Никулас принес ему Библию. Стурла положил на ее золоченый переплет свою большую руку. Костяшки пальцев и суставы ее были в затянувшихся ссадинах, ногти темны, а один из них — на большом пальце — наполовину сорван.

— Обещаю, что все сказанное мною здесь не будет содержать ни единого слова лжи.

— Что же случилось с тобою, Стурла, сын Сёльви?

— А вот об этом, Вальдимар, сын Хельги, и будет тебе мой рассказ, — произнес Стурла и умолк. Губы его сложились в горькую улыбку, и некоторое время он молчал. Потом оглядел собравшихся, подмигнул Вильгельмине, что смотрела на него во все глаза, вздохнул и начал говорить неторопливо, взвешивая каждое слово.

— Чуть более полугода тому назад, сразу после мессы Халварда, пришел ко мне в корабельную контору мой дальний родич Стюрмир Грош с Воронова мыса в сопровождении Нилуса Ягнятника из Гиске, сына Сигхвата Кривого. Меня не было о ту пору в конторе, ибо я провожал один из своих кораблей с грузом меха, но, когда я вернулся, помощник мой по торговым делам — Маттиас Крюк, сын Бенгта, — сказал, что меня ждут в приемной, и я вышел к ним.

Я не очень удивился, что Стюрмир пришел ко мне. Пусть мы с ним не были близко знакомы, но я всегда помнил, что у меня имеется родня в Нур-Трёнделаге. То, что ко мне явился Нилус Зверолов, удивило меня куда больше. Я, разумеется, знал, кто он такой, хоть и не сталкивался с ним прежде.

Стюрмир начал издалека. Расспрашивал о моем житье, о том, как идут дела. Я отвечал ему, что не жалуюсь, контора приносит неплохой доход. Тогда стал он стенать, как тяжело ныне выживать простому охотнику: нечем платить за еду, нечего дать в приданое младшей троюродной сестре, которая находится на его попечении. А закончил тем, что попросил у меня взаймы пятьдесят марок золотом.

Я объяснил ему, что только что снарядил корабль с грузом, и нельзя сказать, чтобы наш брат купец по весне был особо готов расстаться с теми деньгами, что после зимы остались у него в мошне. Однако он продолжал ныть и умолять, поминал наше родство, говорил, что отдаст мне в залог все свое имение. «Мне твое имение не надобно, Стюрмир, — отвечал я. — Да только таких денег нынче у меня нет. Приходи осенью, тогда, возможно, будет другой разговор». «Сколько же можешь ты дать мне, родич? — спросил он. — Хоть одну марку можешь?» «Одну марку золотом могу ссудить тебе, если ты вернешь ее мне до Симонова дня», — сказал я. По правде говоря, я надеялся, что он откажется. У меня почти ничего не осталось после того, как я снарядил корабли, а надо было еще выплатить сюсломану налог за сделку. Стюрмир будто засомневался, посмотрел на Нилуса из Гиске. «Бери, — сказал тот. — Одна тоже годится». Тогда я не мог взять в толк, к чему все это, понял лишь позже.

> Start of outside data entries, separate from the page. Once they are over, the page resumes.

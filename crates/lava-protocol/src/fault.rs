//! Scheduler fault codes.

use serde::{Deserialize, Serialize};
use std::fmt;

/// Classification of a fault returned by the scheduler.
///
/// LAVA reports faults with HTTP-like integer codes. Anything outside the
/// known set is kept verbatim in [`FaultCode::Other`].
#[derive(Debug, Clone, Copy, PartialEq, Eq, Serialize, Deserialize)]
#[serde(rename_all = "snake_case")]
pub enum FaultCode {
    /// Malformed arguments or an invalid job definition.
    BadRequest,
    /// Missing or invalid credentials.
    Unauthorized,
    /// Credentials lack the permission for this call.
    Forbidden,
    /// The requested device, device type or job does not exist.
    NotFound,
    /// Server-side failure.
    Internal,
    /// Any other code.
    Other(i32),
}

impl FaultCode {
    /// Map a numeric fault code to its classification
    pub fn from_code(code: i32) -> Self {
        match code {
            400 => Self::BadRequest,
            401 => Self::Unauthorized,
            403 => Self::Forbidden,
            404 => Self::NotFound,
            500 => Self::Internal,
            other => Self::Other(other),
        }
    }

    /// Numeric fault code
    pub fn code(&self) -> i32 {
        match self {
            Self::BadRequest => 400,
            Self::Unauthorized => 401,
            Self::Forbidden => 403,
            Self::NotFound => 404,
            Self::Internal => 500,
            Self::Other(code) => *code,
        }
    }
}

impl fmt::Display for FaultCode {
    fn fmt(&self, f: &mut fmt::Formatter<'_>) -> fmt::Result {
        match self {
            Self::BadRequest => write!(f, "BAD_REQUEST"),
            Self::Unauthorized => write!(f, "UNAUTHORIZED"),
            Self::Forbidden => write!(f, "FORBIDDEN"),
            Self::NotFound => write!(f, "NOT_FOUND"),
            Self::Internal => write!(f, "INTERNAL"),
            Self::Other(code) => write!(f, "FAULT_{}", code),
        }
    }
}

— И к чему же это было? — поинтересовался Вальдимар.

— А к тому, что на густо выбеленном пергамене I легко исправляется на L, — усмехнулся Стурла. — Однако никаких причин не доверять Стюрмиру у меня не было, я ведь мало его знал. Я сказал, что так и быть, ссужу ему марку золота до Симонова дня. Он сказал, что даст мне расписку по всем правилам. Я возразил:

— Полно, родич, не так велика сумма! Достаточно будет, если ты начертаешь свое имя на листе пергамена.

Однако он запротестовал, да так убедительно, что я уже собрался идти с ним к кому-то, кто сможет заверить документ.

— Зачем же моему благодетелю так беспокоиться! — заулыбался он. — Вот добрый приятель мой, Нилус из Гиске, он королевский исполнитель, ведает многими делами, имеет свою печать.

— Не больно-то я хочу иметь дело с этим твоим приятелем, — отвечал ему я.

— Как это? — спросил он. — Значит, король, его величество, доверяет ему, а ты — нет?

Хорошо. Дело есть дело, и канителиться со всем этим мне было недосуг. Стюрмир тут же привел с улицы трех свидетелей, хотя известно, что для столь малого долга достаточно и одного. Все они выступали как люди случайные. Один из них был Альгот, сын Скамкеля, другой — Андрес, в то время я еще не знал, что он служит у Стюрмира, а третий — Дидрик Боров. Первые двое не были мне знакомы, Борова же у нас в Эйстридалире знают все. Не могу сказать, что я был доволен его участием — какой из него поручитель? Но речь-то шла об одной марке, и не стану же я препираться, коли сам говорил до того, что мне и вовсе никаких свидетелей не надобно?

Мы составили документ, я подписал его и приложил печать, а Нилус из Гиске заверил документ по всем правилам, как представитель короля. Марка золотом — не так уж мало, конечно, но расписка Стюрмира выглядела так пышно, точно я купил усадьбу. Мы с Кольбейном посмеялись после их ухода, я сунул документ в сундук, что стоит в приемной, да и забыл о нем.

— Интересная история, — сказал Вальдимар, пристально глядя на Стурлу. — И что же было дальше?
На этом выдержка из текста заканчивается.